Dacht u vaak aan uw voorganger Fridtjof Nansen?
„Zeker. Hij en zijn mannen waren een klasse apart. Vergeleken met hun avontuur stelt dat van ons niets voor. Ik had een satelliettelefoon aan de muur hangen, een laptop met e-mail op mijn bureau. Ik heb onderweg een wetenschappelijk artikel ingediend. Ook qua uitrusting is het geen vergelijk. Wat zij destijds hebben gepresteerd, met hun schip in het ijs, maar ook tijdens hun sledetocht naar de eigenlijke Noordpool, is echt ongelooflijk.”
Heeft u unieke data verzameld?
„Een groot deel van de tijd dreven we precies boven de Lomonosov-rug, een enorme onderwaterbergketen van drie kilometer hoog, plat van boven en langer en breder dan de Alpen. We zijn ’m per toeval vijf keer overgestoken, waarvan vier keer in een gebied waar nog nooit ijsbrekers zijn geweest.”

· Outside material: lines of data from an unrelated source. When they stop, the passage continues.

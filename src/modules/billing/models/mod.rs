mod billing_record;
mod change_request;

pub use billing_record::{BillingRecord, PaymentStatus};
pub use change_request::{BillingChangeRequest, BillingRecordPatch, ChangeRequestStatus};
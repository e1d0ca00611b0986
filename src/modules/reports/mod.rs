// Reports module

pub mod models;
pub mod services;

pub use models::{
    ChartDescriptor, ChartKind, ChartSeries, ReportData, ReportPeriod, RevenueDataPoint,
    ServiceUsageData, StaffPerformanceData,
};
pub use services::{
    ChartRenderer, DocumentExporter, NullChartRenderer, ReportService, SheetKind,
    SpreadsheetExporter,
};
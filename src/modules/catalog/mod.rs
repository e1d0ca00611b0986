// Service catalog module

pub mod models;

pub use models::Service;
pub mod chart_capture;
pub mod document_export;
pub mod report_service;
pub mod spreadsheet_export;

pub use chart_capture::{ChartRenderer, NullChartRenderer};
pub use document_export::DocumentExporter;
pub use report_service::ReportService;
pub use spreadsheet_export::{SheetKind, SpreadsheetExporter};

Kristoffersen ontdekte dat deze regio seismisch veel actiever is dan altijd werd gedacht. Aan de voet van de Lomonosov-rug, aan de Alaskaanse kant, vond hij veel zogeheten gedeformeerde sedimenten: ‘verfrommelde’ aardlagen, met gesteenten van tientallen miljoenen jaren oud die aan de oppervlakte kwamen. „Alles wijst erop dat er daar veel frictie is tussen langs elkaar schuivende aardplaten, een beetje zoals bij de San Andreasbreuk in Californië. Enorm spannend allemaal.”
Zou u nog een keer zo’n poolreis willen maken?
„Ik zou zo terug willen. Maar ik zou het niet aan mijn vrouw durven voorstellen.”
Hij lacht. „Ik heb nog minstens een jaar nodig om al deze data uit te werken. En ik ben nu 73. Maar ik vind het prachtig. Ik houd van de open ruimte. Als je daar buiten bent in de tijd van totale duisternis, onder een heldere sterrenhemel, en de volle maan schijnt op dat ijslandschap. Je moet het zelf ervaren om het te kunnen begrijpen. It chills you to your bones.”